HOW TO COMPLETE THIS TASK
How many lines in this data contain the string "fields"? Reply with the number only.

[[ INFORMATION SHOWN, beginning ]]

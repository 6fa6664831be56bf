use serde::Serialize;
use serde_json::Value;

const NAME_MESSAGE: &str = "Name is required and must be a non-empty string";
const ADDRESS_MESSAGE: &str = "Address is required and must be a non-empty string";
const LATITUDE_MESSAGE: &str = "Latitude is required and must be a number";
const LONGITUDE_MESSAGE: &str = "Longitude is required and must be a number";

#[derive(Debug, Clone, PartialEq, Eq, Serialize)]
pub struct FieldError {
    pub field: &'static str,
    pub message: &'static str,
}

impl FieldError {
    fn new(field: &'static str, message: &'static str) -> Self {
        Self { field, message }
    }
}

/// A creation payload that passed validation.
///
/// Text fields are kept exactly as submitted (untrimmed); the raw coordinate
/// values are kept so the response can echo what the caller sent.
#[derive(Debug, Clone, PartialEq)]
pub struct SchoolSubmission<'a> {
    pub name: &'a str,
    pub address: &'a str,
    pub latitude: f64,
    pub longitude: f64,
    pub raw_latitude: &'a Value,
    pub raw_longitude: &'a Value,
}

/// Checks every field independently and accumulates one error per failing field.
pub fn parse_school_payload(payload: &Value) -> Result<SchoolSubmission<'_>, Vec<FieldError>> {
    let name = required_text(payload, "name");
    let address = required_text(payload, "address");
    let latitude = coordinate(payload, "latitude");
    let longitude = coordinate(payload, "longitude");

    match (name, address, latitude, longitude) {
        (Some(name), Some(address), Some((raw_latitude, lat)), Some((raw_longitude, lon))) => {
            Ok(SchoolSubmission {
                name,
                address,
                latitude: lat,
                longitude: lon,
                raw_latitude,
                raw_longitude,
            })
        }
        (name, address, latitude, longitude) => {
            let mut errors = Vec::new();
            if name.is_none() {
                errors.push(FieldError::new("name", NAME_MESSAGE));
            }
            if address.is_none() {
                errors.push(FieldError::new("address", ADDRESS_MESSAGE));
            }
            if latitude.is_none() {
                errors.push(FieldError::new("latitude", LATITUDE_MESSAGE));
            }
            if longitude.is_none() {
                errors.push(FieldError::new("longitude", LONGITUDE_MESSAGE));
            }
            Err(errors)
        }
    }
}

fn required_text<'a>(payload: &'a Value, field: &str) -> Option<&'a str> {
    payload
        .get(field)
        .and_then(Value::as_str)
        .filter(|s| !s.trim().is_empty())
}

fn coordinate<'a>(payload: &'a Value, field: &str) -> Option<(&'a Value, f64)> {
    let raw = payload.get(field)?;
    parse_coordinate(raw).map(|n| (raw, n))
}

/// Numbers pass through; strings go through [`parse_float_prefix`].
///
/// Arrays are flattened to their comma-joined text first, so `[40]` and
/// `["40", "x"]` both read as `40`. Null, booleans and objects are rejected.
pub fn parse_coordinate(value: &Value) -> Option<f64> {
    match value {
        Value::Number(n) => n.as_f64(),
        Value::String(s) => parse_float_prefix(s),
        Value::Array(_) => parse_float_prefix(&coerce_to_text(value)),
        Value::Null | Value::Bool(_) | Value::Object(_) => None,
    }
}

fn coerce_to_text(value: &Value) -> String {
    match value {
        Value::Null => String::new(),
        Value::Bool(b) => b.to_string(),
        Value::Number(n) => n.to_string(),
        Value::String(s) => s.clone(),
        Value::Array(items) => items
            .iter()
            .map(coerce_to_text)
            .collect::<Vec<_>>()
            .join(","),
        Value::Object(_) => "[object Object]".to_string(),
    }
}

/// Lenient float parse: skips leading whitespace and parses the longest
/// numeric prefix, ignoring whatever follows (`"40.5km"` is `40.5`).
pub fn parse_float_prefix(raw: &str) -> Option<f64> {
    let s = raw.trim_start();
    let bytes = s.as_bytes();

    let mut end = 0;
    if matches!(bytes.first(), Some(b'+' | b'-')) {
        end = 1;
    }
    if s[end..].starts_with("Infinity") {
        return Some(if s.starts_with('-') {
            f64::NEG_INFINITY
        } else {
            f64::INFINITY
        });
    }

    let int_digits = count_digits(&bytes[end..]);
    end += int_digits;

    let mut frac_digits = 0;
    if bytes.get(end) == Some(&b'.') {
        frac_digits = count_digits(&bytes[end + 1..]);
        if int_digits > 0 || frac_digits > 0 {
            end += 1 + frac_digits;
        }
    }
    if int_digits == 0 && frac_digits == 0 {
        return None;
    }

    if matches!(bytes.get(end), Some(b'e' | b'E')) {
        let mut exp_end = end + 1;
        if matches!(bytes.get(exp_end), Some(b'+' | b'-')) {
            exp_end += 1;
        }
        let exp_digits = count_digits(&bytes[exp_end..]);
        if exp_digits > 0 {
            end = exp_end + exp_digits;
        }
    }

    s[..end].parse::<f64>().ok()
}

fn count_digits(bytes: &[u8]) -> usize {
    bytes.iter().take_while(|b| b.is_ascii_digit()).count()
}

#[cfg(test)]
mod tests {
    use super::*;
    use serde_json::json;

    fn validate_school_payload(payload: &Value) -> Vec<FieldError> {
        parse_school_payload(payload).err().unwrap_or_default()
    }

    fn fields(errors: &[FieldError]) -> Vec<&'static str> {
        errors.iter().map(|e| e.field).collect()
    }

    #[test]
    fn valid_payload_has_no_errors() {
        let payload = json!({
            "name": "Lincoln High",
            "address": "1 Main St",
            "latitude": "40.0",
            "longitude": -75.0
        });
        assert!(validate_school_payload(&payload).is_empty());
    }

    #[test]
    fn zero_coordinates_are_accepted() {
        let payload = json!({ "name": "Null Island", "address": "0,0", "latitude": "0", "longitude": 0 });
        assert!(validate_school_payload(&payload).is_empty());

        let parsed = parse_school_payload(&payload).unwrap();
        assert_eq!(parsed.latitude, 0.0);
        assert_eq!(parsed.longitude, 0.0);
    }

    #[test]
    fn blank_name_is_reported_alongside_other_errors() {
        let payload = json!({ "name": "   ", "address": "", "latitude": "abc" });
        let errors = validate_school_payload(&payload);
        assert_eq!(fields(&errors), vec!["name", "address", "latitude", "longitude"]);
        assert_eq!(errors[0].message, NAME_MESSAGE);
    }

    #[test]
    fn missing_name_is_reported_even_when_everything_else_is_valid() {
        let payload = json!({ "address": "1 Main St", "latitude": 1, "longitude": 2 });
        assert_eq!(fields(&validate_school_payload(&payload)), vec!["name"]);
    }

    #[test]
    fn omitted_latitude_yields_a_single_error() {
        let payload = json!({ "name": "Lincoln High", "address": "1 Main St", "longitude": "-75.0" });
        let errors = validate_school_payload(&payload);
        assert_eq!(
            errors,
            vec![FieldError::new("latitude", LATITUDE_MESSAGE)]
        );
    }

    #[test]
    fn wrong_types_are_rejected_without_panicking() {
        let payload = json!({
            "name": 42,
            "address": ["1 Main St"],
            "latitude": [],
            "longitude": null
        });
        assert_eq!(
            fields(&validate_school_payload(&payload)),
            vec!["name", "address", "latitude", "longitude"]
        );
    }

    #[test]
    fn non_object_payload_fails_every_field() {
        for payload in [json!([]), json!(null), json!("school")] {
            assert_eq!(validate_school_payload(&payload).len(), 4);
        }
    }

    #[test]
    fn empty_string_coordinate_is_rejected() {
        let payload = json!({ "name": "A", "address": "B", "latitude": "", "longitude": " " });
        assert_eq!(
            fields(&validate_school_payload(&payload)),
            vec!["latitude", "longitude"]
        );
    }

    #[test]
    fn submission_keeps_raw_text_and_coordinates() {
        let payload = json!({ "name": " Lincoln ", "address": "1 Main St", "latitude": "40.5", "longitude": 1 });
        let parsed = parse_school_payload(&payload).unwrap();
        assert_eq!(parsed.name, " Lincoln ");
        assert_eq!(parsed.raw_latitude, &json!("40.5"));
        assert_eq!(parsed.latitude, 40.5);
        assert_eq!(parsed.raw_longitude, &json!(1));
    }

    #[test]
    fn arrays_coerce_through_their_joined_text() {
        assert_eq!(parse_coordinate(&json!([40])), Some(40.0));
        assert_eq!(parse_coordinate(&json!(["40.5", "x"])), Some(40.5));
        assert_eq!(parse_coordinate(&json!([[-75]])), Some(-75.0));
        assert_eq!(parse_coordinate(&json!([])), None);
        assert_eq!(parse_coordinate(&json!([null, 1])), None);
        assert_eq!(parse_coordinate(&json!([{}])), None);
        assert_eq!(parse_coordinate(&json!(true)), None);

        let payload = json!({ "name": "A", "address": "B", "latitude": [40], "longitude": ["-75"] });
        let parsed = parse_school_payload(&payload).unwrap();
        assert_eq!((parsed.latitude, parsed.longitude), (40.0, -75.0));
        assert_eq!(parsed.raw_latitude, &json!([40]));
    }

    #[test]
    fn float_prefix_parsing() {
        assert_eq!(parse_float_prefix("40.0"), Some(40.0));
        assert_eq!(parse_float_prefix("  -75.25"), Some(-75.25));
        assert_eq!(parse_float_prefix("+3"), Some(3.0));
        assert_eq!(parse_float_prefix("40.5km"), Some(40.5));
        assert_eq!(parse_float_prefix(".5"), Some(0.5));
        assert_eq!(parse_float_prefix("7."), Some(7.0));
        assert_eq!(parse_float_prefix("1e3"), Some(1000.0));
        assert_eq!(parse_float_prefix("1e"), Some(1.0));
        assert_eq!(parse_float_prefix("2E-1x"), Some(0.2));
        assert_eq!(parse_float_prefix("1.2.3"), Some(1.2));
        assert_eq!(parse_float_prefix("-Infinity"), Some(f64::NEG_INFINITY));
        assert_eq!(parse_float_prefix(""), None);
        assert_eq!(parse_float_prefix("   "), None);
        assert_eq!(parse_float_prefix("abc"), None);
        assert_eq!(parse_float_prefix("."), None);
        assert_eq!(parse_float_prefix("-"), None);
        assert_eq!(parse_float_prefix("NaN"), None);
        assert_eq!(parse_float_prefix("inf"), None);
    }
}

[[ INFORMATION SHOWN, end ]]

SOLUTION FOR THIS PROBLEM
6